Kings of the Sky

Deborah Stratman

2004 | 01:08:00 | China / United States | English | Color | Stereo |

Collection: Single Titles

Tags: Body, Chicago Art, Documentary, Expedition/Travel, History, Indigenous, Performance, Politics

An experimental documentary about resistance, balance and fame. Kings of the Sky follows tightrope artist Adil Hoxur as he and his troupe tour China’s Taklamakan desert amongst the Uyghurs, a Turkic Muslim people seeking religious and political autonomy.

The project was shot over four months with Adil and his troupe as we toured Chinese Turkestan, performing nightly in tiny oasis villages. Adil descends from a long line of Dawaz (tightrope) performers and is now teaching his daughters the craft. Since he first broke the Guinness World Record in 1997, Adil’s fame has eclipsed anything achieved by his forbears. He has become an inadvertent national icon for his people’s struggle, bearing uncanny resemblance to the Dawaz hero of an old Uyghur myth who once freed his countrymen from an oppressive reign of invading ghosts, an apt metaphor for the ongoing tension between the Uyghurs and the Han Chinese.

Despite years of government repression, nationalist sentiment amongst ethnic Urghurs quietly boils under the surface. Recent separatist demonstrations in the 1990s resulted in the government’s “Strike Hard” policy to incarcerate, and in some cases execute, outspoken Uyghur nationalists — a policy being exacted in increasingly harsh ways since September 11th. Throughout Xinjiang there is a heavy police and military presence. News is controlled, travel and mosque attendance are restricted and public meetings are forbidden. One can be jailed for years on mere suspicion of subversion. In this environment, resistance tends to happen in smaller ways.

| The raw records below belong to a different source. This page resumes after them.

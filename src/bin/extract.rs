use anyhow::{Context, Result};
use clap::Parser;
use graphrefine::db::Db;
use graphrefine::graph::GraphStore;
use graphrefine::ingest::{chunk_document, forward_extractions, Extractor};
use graphrefine::llm::openai_factory;
use graphrefine::service::{GraphServiceClient, GraphSink, StoreSink};
use graphrefine::Config;
use std::path::PathBuf;
use std::time::{Duration, Instant};

#[derive(Parser, Debug)]
#[command(name = "extract")]
#[command(about = "Chunk a document, extract a graph from every chunk in parallel, and send it to the graph write service")]
struct Args {
    /// Source document (defaults to graphrefine.source_file)
    #[arg(short, long)]
    source: Option<PathBuf>,

    /// Target snapshot (defaults to graph_service.database)
    #[arg(short, long)]
    database: Option<String>,

    /// Write straight into the local graph store instead of POSTing to the service
    #[arg(long)]
    direct: bool,
}

#[tokio::main]
async fn main() -> Result<()> {
    env_logger::Builder::from_env(env_logger::Env::default().filter_or("RUST_LOG", "info")).init();

    let args = Args::parse();
    let config = Config::load()?;

    let source_path = args.source.unwrap_or_else(|| config.source_file().to_path_buf());
    let text = std::fs::read_to_string(&source_path)
        .with_context(|| format!("Source file not found or unreadable: {}", source_path.display()))?;

    let chunks = chunk_document(&text, &config.extraction);
    log::info!(
        "{}: {} chunks (size {}, overlap {}), {} workers",
        source_path.display(),
        chunks.len(),
        config.extraction.chunk_size,
        config.extraction.chunk_overlap,
        config.extraction.max_workers.min(chunks.len().max(1))
    );
    if chunks.is_empty() {
        log::warn!("Nothing to extract");
        return Ok(());
    }

    let api_key = Config::api_key(&config.completion.api_key_env)?;
    let factory = openai_factory(config.completion.clone(), api_key);
    let extractor = Extractor::new(factory, &config.completion, &config.extraction);

    let start = Instant::now();
    let extractions = extractor.extract_chunks(chunks).await;
    log::info!("Extraction finished in {:.1}s", start.elapsed().as_secs_f64());

    let sink: Box<dyn GraphSink> = if args.direct {
        let store = GraphStore::open(Db::new(config.db_path())).await?;
        log::info!("Writing directly to {}", config.db_path().display());
        Box::new(StoreSink::new(store, config.graph_service.database.clone()))
    } else {
        log::info!("Posting to {}", config.graph_service.url);
        Box::new(GraphServiceClient::new(
            config.graph_service.url.clone(),
            Duration::from_secs(config.completion.timeout_secs),
        )?)
    };

    let report = forward_extractions(sink.as_ref(), extractions, args.database.as_deref()).await;

    log::info!("=== Extraction summary ===");
    log::info!("Chunks:                 {}", report.chunks);
    log::info!("Extraction failures:    {}", report.extraction_failures);
    log::info!("Write failures:         {}", report.write_failures);
    log::info!("Nodes written:          {}", report.nodes_written);
    log::info!("Relationships written:  {}", report.relationships_written);
    log::info!("Relationships dropped:  {}", report.relationships_dropped);

    Ok(())
}
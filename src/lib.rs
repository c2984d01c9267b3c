pub mod config;
pub mod error;
pub mod db;
pub mod graph;
pub mod llm;
pub mod ingest;
pub mod service;
pub mod refine;
pub mod embeddings;
pub mod cache;
pub mod residual;

pub use config::Config;
pub use error::{GraphRefineError, Result};
use async_trait::async_trait;
use reqwest::Client;
use std::time::Duration;

use super::{AddRequest, AddResponse, ErrorBody, GraphSink};
use crate::error::{GraphRefineError, Result};

/// HTTP client for a graph write service.
pub struct GraphServiceClient {
    client: Client,
    url: String,
}

impl GraphServiceClient {
    /// `url` is the full endpoint, e.g. `http://localhost:3000/api/graph/add`.
    pub fn new(url: impl Into<String>, timeout: Duration) -> Result<Self> {
        let client = Client::builder()
            .timeout(timeout)
            .build()
            .map_err(|e| GraphRefineError::Config(format!("Failed to build HTTP client: {}", e)))?;
        Ok(Self { client, url: url.into() })
    }

    pub fn url(&self) -> &str {
        &self.url
    }
}

#[async_trait]
impl GraphSink for GraphServiceClient {
    async fn add(&self, request: AddRequest) -> Result<AddResponse> {
        let response = self
            .client
            .post(&self.url)
            .json(&request)
            .send()
            .await
            .map_err(|e| GraphRefineError::Transport(format!("Graph service unreachable: {}", e)))?;

        let status = response.status();
        if !status.is_success() {
            let text = response.text().await.unwrap_or_default();
            // Prefer the service's own error message when it sent one.
            let message = serde_json::from_str::<ErrorBody>(&text)
                .map(|b| b.error)
                .unwrap_or(text);
            return Err(GraphRefineError::GraphService(format!("{}: {}", status, message)));
        }

        response.json().await.map_err(|e| {
            GraphRefineError::MalformedResponse(format!("Unreadable graph service reply: {}", e))
        })
    }
}
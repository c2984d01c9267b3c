use anyhow::Result;
use clap::Parser;
use graphrefine::db::Db;
use graphrefine::graph::GraphStore;
use graphrefine::service::GraphServer;
use graphrefine::Config;

#[derive(Parser, Debug)]
#[command(name = "graph-server")]
#[command(about = "Serve the graph write endpoint (POST /add) backed by the local graph store")]
struct Args {
    /// Port to listen on (defaults to graph_service.port)
    #[arg(short, long)]
    port: Option<u16>,
}

#[tokio::main]
async fn main() -> Result<()> {
    env_logger::Builder::from_env(env_logger::Env::default().filter_or("RUST_LOG", "info")).init();

    let args = Args::parse();
    log::info!("Starting graph-server v{}", env!("CARGO_PKG_VERSION"));

    let config = Config::load()?;
    let mut service = config.graph_service.clone();
    if let Some(port) = args.port {
        service.port = port;
    }

    let store = GraphStore::open(Db::new(config.db_path())).await?;
    log::info!("Graph store initialized at {}", config.db_path().display());

    GraphServer::new(store, &service).run().await?;
    Ok(())
}
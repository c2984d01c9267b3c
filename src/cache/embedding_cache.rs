use lru::LruCache;
use sha2::{Digest, Sha256};
use std::num::NonZeroUsize;
use std::sync::{Mutex, MutexGuard};

/// Thread-safe LRU cache of text embeddings.
///
/// Entries are keyed by a SHA-256 digest of `(model, text)`, so vectors from
/// different embedding models never mix and long paragraphs do not sit in
/// memory twice.
pub struct EmbeddingCache {
    cache: Mutex<LruCache<[u8; 32], Vec<f32>>>,
}

impl EmbeddingCache {
    /// A capacity of 0 is treated as 1.
    pub fn new(capacity: usize) -> Self {
        let cap = NonZeroUsize::new(capacity.max(1)).unwrap_or(NonZeroUsize::MIN);
        Self {
            cache: Mutex::new(LruCache::new(cap)),
        }
    }

    fn key(model: &str, text: &str) -> [u8; 32] {
        let mut hasher = Sha256::new();
        hasher.update(model.as_bytes());
        hasher.update([0u8]);
        hasher.update(text.as_bytes());
        hasher.finalize().into()
    }

    fn lock(&self) -> MutexGuard<'_, LruCache<[u8; 32], Vec<f32>>> {
        self.cache.lock().unwrap_or_else(|poisoned| poisoned.into_inner())
    }

    pub fn get(&self, model: &str, text: &str) -> Option<Vec<f32>> {
        self.lock().get(&Self::key(model, text)).cloned()
    }

    pub fn put(&self, model: &str, text: &str, embedding: Vec<f32>) {
        self.lock().put(Self::key(model, text), embedding);
    }

    /// Look up many texts at once; `None` marks a miss.
    pub fn get_many(&self, model: &str, texts: &[String]) -> Vec<Option<Vec<f32>>> {
        let mut cache = self.lock();
        texts
            .iter()
            .map(|t| cache.get(&Self::key(model, t)).cloned())
            .collect()
    }

    pub fn len(&self) -> usize {
        self.lock().len()
    }

    pub fn is_empty(&self) -> bool {
        self.lock().is_empty()
    }

    pub fn clear(&self) {
        self.lock().clear();
    }
}

#[cfg(test)]
mod tests {
    use super::*;

    #[test]
    fn test_cache_put_and_get() {
        let cache = EmbeddingCache::new(10);
        cache.put("m", "test query", vec![1.0, 2.0, 3.0]);

        assert_eq!(cache.get("m", "test query"), Some(vec![1.0, 2.0, 3.0]));
        assert!(cache.get("m", "nonexistent").is_none());
    }

    #[test]
    fn test_models_do_not_share_entries() {
        let cache = EmbeddingCache::new(10);
        cache.put("small", "text", vec![1.0]);

        assert!(cache.get("large", "text").is_none());
    }

    #[test]
    fn test_cache_get_updates_lru() {
        let cache = EmbeddingCache::new(2);
        cache.put("m", "query1", vec![1.0]);
        cache.put("m", "query2", vec![2.0]);

        // Touch query1 so query2 becomes least recently used.
        let _ = cache.get("m", "query1");
        cache.put("m", "query3", vec![3.0]);

        assert!(cache.get("m", "query1").is_some());
        assert!(cache.get("m", "query2").is_none());
        assert!(cache.get("m", "query3").is_some());
    }

    #[test]
    fn test_get_many_marks_misses() {
        let cache = EmbeddingCache::new(10);
        cache.put("m", "a", vec![1.0]);

        let hits = cache.get_many("m", &["a".to_string(), "b".to_string()]);
        assert_eq!(hits, vec![Some(vec![1.0]), None]);
    }

    #[test]
    fn test_cache_capacity_zero_and_clear() {
        let cache = EmbeddingCache::new(0);
        cache.put("m", "query1", vec![1.0]);
        cache.put("m", "query2", vec![2.0]);
        assert_eq!(cache.len(), 1);

        cache.clear();
        assert!(cache.is_empty());
    }
}
use async_trait::async_trait;
use reqwest::Client;
use serde::{Deserialize, Serialize};
use std::sync::Arc;
use std::time::Duration;

use super::Embedder;
use crate::cache::EmbeddingCache;
use crate::config::EmbeddingsConfig;
use crate::error::{GraphRefineError, Result};

/// Request structure for the embeddings API
#[derive(Serialize)]
struct EmbeddingRequest<'a> {
    model: &'a str,
    input: Vec<String>,
}

/// Response structure from the embeddings API
#[derive(Deserialize)]
struct EmbeddingResponse {
    data: Vec<EmbeddingData>,
}

#[derive(Deserialize)]
struct EmbeddingData {
    #[serde(default)]
    index: Option<usize>,
    embedding: Vec<f32>,
}

/// OpenAI-compatible embeddings client
///
/// Splits large inputs into `batch_size` requests and keeps results in input
/// order. Optionally serves repeated texts from an LRU cache.
pub struct OpenAIEmbedder {
    client: Client,
    base_url: String,
    api_key: String,
    model: String,
    batch_size: usize,
    cache: Option<Arc<EmbeddingCache>>,
}

impl OpenAIEmbedder {
    /// `batch_size` is capped at 2048, the API's per-request input limit.
    pub fn new(base_url: &str, api_key: String, model: String, batch_size: usize) -> Result<Self> {
        let client = Client::builder()
            .timeout(Duration::from_secs(60))
            .build()
            .map_err(|e| GraphRefineError::Config(format!("Failed to build HTTP client: {}", e)))?;

        Ok(Self {
            client,
            base_url: base_url.trim_end_matches('/').to_string(),
            api_key,
            model,
            batch_size: batch_size.clamp(1, 2048),
            cache: None,
        })
    }

    pub fn from_config(config: &EmbeddingsConfig, api_key: String) -> Result<Self> {
        let embedder = Self::new(&config.base_url, api_key, config.model.clone(), config.batch_size)?;
        if config.cache_capacity > 0 {
            Ok(embedder.with_cache(Arc::new(EmbeddingCache::new(config.cache_capacity))))
        } else {
            Ok(embedder)
        }
    }

    pub fn with_cache(mut self, cache: Arc<EmbeddingCache>) -> Self {
        self.cache = Some(cache);
        self
    }

    fn endpoint(&self) -> String {
        format!("{}/embeddings", self.base_url)
    }

    /// Single API request for at most `batch_size` texts.
    async fn request_batch(&self, texts: Vec<String>) -> Result<Vec<Vec<f32>>> {
        let expected = texts.len();
        let request = EmbeddingRequest {
            model: &self.model,
            input: texts,
        };

        let response = self
            .client
            .post(self.endpoint())
            .header("Authorization", format!("Bearer {}", self.api_key))
            .json(&request)
            .send()
            .await
            .map_err(|e| GraphRefineError::Embedding(format!("Network error: {}", e)))?;

        let status = response.status();
        if !status.is_success() {
            let body = response
                .text()
                .await
                .unwrap_or_else(|_| "Unable to read error response".to_string());
            return Err(GraphRefineError::Embedding(format!(
                "Embedding API error {}: {}",
                status, body
            )));
        }

        let mut result: EmbeddingResponse = response
            .json()
            .await
            .map_err(|e| GraphRefineError::Embedding(format!("Failed to parse response: {}", e)))?;

        if result.data.len() != expected {
            return Err(GraphRefineError::Embedding(format!(
                "Expected {} embeddings, got {}",
                expected,
                result.data.len()
            )));
        }
        if result.data.iter().all(|d| d.index.is_some()) {
            result.data.sort_by_key(|d| d.index);
        }
        Ok(result.data.into_iter().map(|d| d.embedding).collect())
    }
}

/// Newlines degrade embedding quality for some models.
fn clean(text: &str) -> String {
    text.replace(['\r', '\n'], " ")
}

#[async_trait]
impl Embedder for OpenAIEmbedder {
    async fn embed_batch(&self, texts: Vec<String>) -> Result<Vec<Vec<f32>>> {
        if texts.is_empty() {
            return Ok(Vec::new());
        }
        let texts: Vec<String> = texts.iter().map(|t| clean(t)).collect();

        let mut slots: Vec<Option<Vec<f32>>> = match &self.cache {
            Some(cache) => cache.get_many(&self.model, &texts),
            None => vec![None; texts.len()],
        };
        let missing: Vec<usize> = (0..texts.len()).filter(|i| slots[*i].is_none()).collect();
        log::debug!(
            "Embedding {} texts ({} cached) with {}",
            texts.len(),
            texts.len() - missing.len(),
            self.model
        );

        for batch in missing.chunks(self.batch_size) {
            let inputs: Vec<String> = batch.iter().map(|i| texts[*i].clone()).collect();
            let embeddings = self.request_batch(inputs).await?;
            for (i, embedding) in batch.iter().zip(embeddings) {
                if let Some(cache) = &self.cache {
                    cache.put(&self.model, &texts[*i], embedding.clone());
                }
                slots[*i] = Some(embedding);
            }

            // Small pause between full batches to stay under rate limits.
            if batch.len() == self.batch_size {
                tokio::time::sleep(Duration::from_millis(100)).await;
            }
        }

        Ok(slots.into_iter().map(Option::unwrap_or_default).collect())
    }

    fn model_name(&self) -> &str {
        &self.model
    }
}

By portraying the intimate details of everyday life amidst the Dawaz troupe, Kings of the Sky reveals to those unfamiliar with Uyghur culture the small truths which together form a sense of national and political identity. Kings of the Sky is a film about seeking balance: balance between minority separatist yearnings and Han Chinese rule… balance between ancient cultural traditions and modern technologies… balance between an American filmmaker and a remote Muslim community… and balance between our flightless bodies and the eternal laws of gravity.

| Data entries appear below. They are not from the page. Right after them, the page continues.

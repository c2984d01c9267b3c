//! Graph extraction from text via the completion service.

use serde::{Deserialize, Serialize};
use std::collections::BTreeSet;
use std::sync::Arc;
use tokio::sync::{mpsc, Mutex};

use super::chunker::Chunk;
use crate::config::{CompletionConfig, ExtractionConfig};
use crate::error::{GraphRefineError, Result};
use crate::graph::{Edge, GraphData, Node, NodeTypes};
use crate::llm::{complete_json, prompts, ClientFactory, CompletionClient, CompletionRequest};

/// What the model must return: both lists are required.
#[derive(Debug, Deserialize)]
struct ExtractionPayload {
    nodes: Vec<Node>,
    relationships: Vec<Edge>,
}

/// Why a chunk produced nothing.
#[derive(Debug, Clone, PartialEq, Serialize)]
pub enum ChunkFailure {
    /// No usable reply from the completion service
    Transport(String),
    /// A reply arrived but held no valid payload
    Parse(String),
}

/// Extraction result for one chunk. Failed chunks carry an empty graph.
#[derive(Debug, Clone, PartialEq, Serialize)]
pub struct ChunkExtraction {
    pub index: usize,
    pub graph: GraphData,
    pub failure: Option<ChunkFailure>,
}

impl ChunkExtraction {
    fn from_result(index: usize, result: Result<GraphData>) -> Self {
        match result {
            Ok(graph) => Self { index, graph, failure: None },
            Err(e) => {
                let failure = if e.is_recoverable() {
                    log::warn!("Chunk {}: unusable extraction, continuing with empty result: {}", index, e);
                    ChunkFailure::Parse(e.to_string())
                } else {
                    log::error!("Chunk {}: extraction call failed: {}", index, e);
                    ChunkFailure::Transport(e.to_string())
                };
                Self { index, graph: GraphData::default(), failure: Some(failure) }
            }
        }
    }
}

/// Turns text into graph data through the completion service.
#[derive(Clone)]
pub struct Extractor {
    factory: ClientFactory,
    model: String,
    temperature: f32,
    node_types: NodeTypes,
    max_workers: usize,
}

impl Extractor {
    pub fn new(factory: ClientFactory, completion: &CompletionConfig, extraction: &ExtractionConfig) -> Self {
        Self {
            factory,
            model: completion.model.clone(),
            temperature: completion.temperature,
            node_types: NodeTypes::new(extraction.node_types.clone()),
            max_workers: extraction.max_workers.max(1),
        }
    }

    /// Extract one chunk with the given client.
    ///
    /// Non-JSON or schema-violating output is a `Parse` error; out-of-set
    /// node types are replaced by the default label.
    pub async fn extract(&self, client: &dyn CompletionClient, text: &str) -> Result<GraphData> {
        let (system, user) = prompts::extraction(text, self.node_types.as_slice());
        let request = CompletionRequest {
            system,
            user,
            model: self.model.clone(),
            temperature: self.temperature,
        };

        let mut payload: ExtractionPayload = complete_json(client, &request).await?;
        self.node_types.normalize(&mut payload.nodes);

        Ok(GraphData {
            nodes: payload.nodes,
            relationships: payload.relationships,
        })
    }

    /// Extract a whole document in one call, without chunking.
    pub async fn extract_document(&self, text: &str) -> Result<GraphData> {
        let client = (self.factory)()?;
        let graph = self.extract(client.as_ref(), text).await?;
        log::info!(
            "Extracted {} nodes and {} relationships from the full document",
            graph.nodes.len(),
            graph.relationships.len()
        );
        Ok(graph)
    }

    /// Extract chunks on a bounded worker pool.
    ///
    /// Each worker builds its own client. Every chunk gets exactly one entry
    /// in the result, which is sorted by chunk index regardless of the order
    /// in which workers finish.
    pub async fn extract_chunks(&self, chunks: Vec<Chunk>) -> Vec<ChunkExtraction> {
        if chunks.is_empty() {
            return Vec::new();
        }

        let total = chunks.len();
        let workers = self.max_workers.min(total);
        let expected: BTreeSet<usize> = chunks.iter().map(|c| c.index).collect();
        log::info!("Extracting {} chunks with {} workers", total, workers);

        let (job_tx, job_rx) = mpsc::channel::<Chunk>(total);
        for chunk in chunks {
            // Capacity equals the number of jobs, so this never waits.
            if job_tx.send(chunk).await.is_err() {
                break;
            }
        }
        drop(job_tx);
        let job_rx = Arc::new(Mutex::new(job_rx));

        let (result_tx, mut result_rx) = mpsc::channel::<ChunkExtraction>(total);
        let mut handles = Vec::with_capacity(workers);
        for worker_id in 0..workers {
            let extractor = self.clone();
            let job_rx = Arc::clone(&job_rx);
            let result_tx = result_tx.clone();

            handles.push(tokio::spawn(async move {
                let client = (extractor.factory)();
                if let Err(e) = &client {
                    log::error!("Worker {} could not build a completion client: {}", worker_id, e);
                }

                loop {
                    let next = job_rx.lock().await.recv().await;
                    let Some(chunk) = next else { break };

                    let result = match &client {
                        Ok(client) => extractor.extract(client.as_ref(), &chunk.text).await,
                        Err(e) => Err(GraphRefineError::Transport(format!("No completion client: {}", e))),
                    };
                    log::debug!("Worker {} finished chunk {}", worker_id, chunk.index);

                    if result_tx
                        .send(ChunkExtraction::from_result(chunk.index, result))
                        .await
                        .is_err()
                    {
                        break;
                    }
                }
            }));
        }
        drop(result_tx);

        let mut results = Vec::with_capacity(total);
        while let Some(result) = result_rx.recv().await {
            results.push(result);
        }
        for handle in handles {
            if let Err(e) = handle.await {
                log::error!("Extraction worker aborted: {}", e);
            }
        }

        // A worker that aborted mid-chunk leaves a gap; report it as a failed chunk.
        let seen: BTreeSet<usize> = results.iter().map(|r| r.index).collect();
        for missing in expected.difference(&seen) {
            results.push(ChunkExtraction {
                index: *missing,
                graph: GraphData::default(),
                failure: Some(ChunkFailure::Transport("Worker aborted".to_string())),
            });
        }

        results.sort_by_key(|r| r.index);

        let failed = results.iter().filter(|r| r.failure.is_some()).count();
        log::info!("Extraction finished: {} chunks, {} failed", total, failed);
        results
    }
}
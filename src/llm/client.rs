use async_trait::async_trait;
use serde::de::DeserializeOwned;
use std::sync::Arc;

use super::json::parse_json_payload;
use crate::Result;

/// One chat completion call.
#[derive(Debug, Clone, PartialEq)]
pub struct CompletionRequest {
    /// System instructions
    pub system: String,
    /// User content
    pub user: String,
    pub model: String,
    pub temperature: f32,
}

/// Text-in, text-out completion service.
///
/// Failures where no usable reply arrived are reported as
/// [`GraphRefineError::Transport`](crate::error::GraphRefineError::Transport);
/// a reply whose envelope cannot be read is
/// [`GraphRefineError::MalformedResponse`](crate::error::GraphRefineError::MalformedResponse).
#[async_trait]
pub trait CompletionClient: Send + Sync {
    async fn complete(&self, request: &CompletionRequest) -> Result<String>;

    /// Model name used when a caller does not override it
    fn model_name(&self) -> &str;
}

/// Builds one independent client per worker.
pub type ClientFactory = Arc<dyn Fn() -> Result<Arc<dyn CompletionClient>> + Send + Sync>;

/// Run a completion and decode the single JSON object embedded in its text.
pub async fn complete_json<T: DeserializeOwned>(
    client: &dyn CompletionClient,
    request: &CompletionRequest,
) -> Result<T> {
    let text = client.complete(request).await?;
    parse_json_payload(&text)
}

"Chicagoan Deborah Stratman, who specializes in experimental documentaries, spent four months with tightrope walker Adil Hoxur — cited in the Guinness Book of World Records and the latest descendant of a family of tightrope performers over many centuries — as he and his troupe toured Chinese Turkestan and performed nightly in small villages. Among his biggest fans are fellow Uyghurs, a Turkic Muslim people seeking religious and political autonomy. Stratman emphasizes the everyday over the exotic, a consistently fresh and personal way of relating to the material; she trusts viewers to make many of the right connections but never comes across as esoteric. Her sense of rhythm in this digital video, particularly evident in the way she edits and lingers over certain kinds of movement, is especially impressive.”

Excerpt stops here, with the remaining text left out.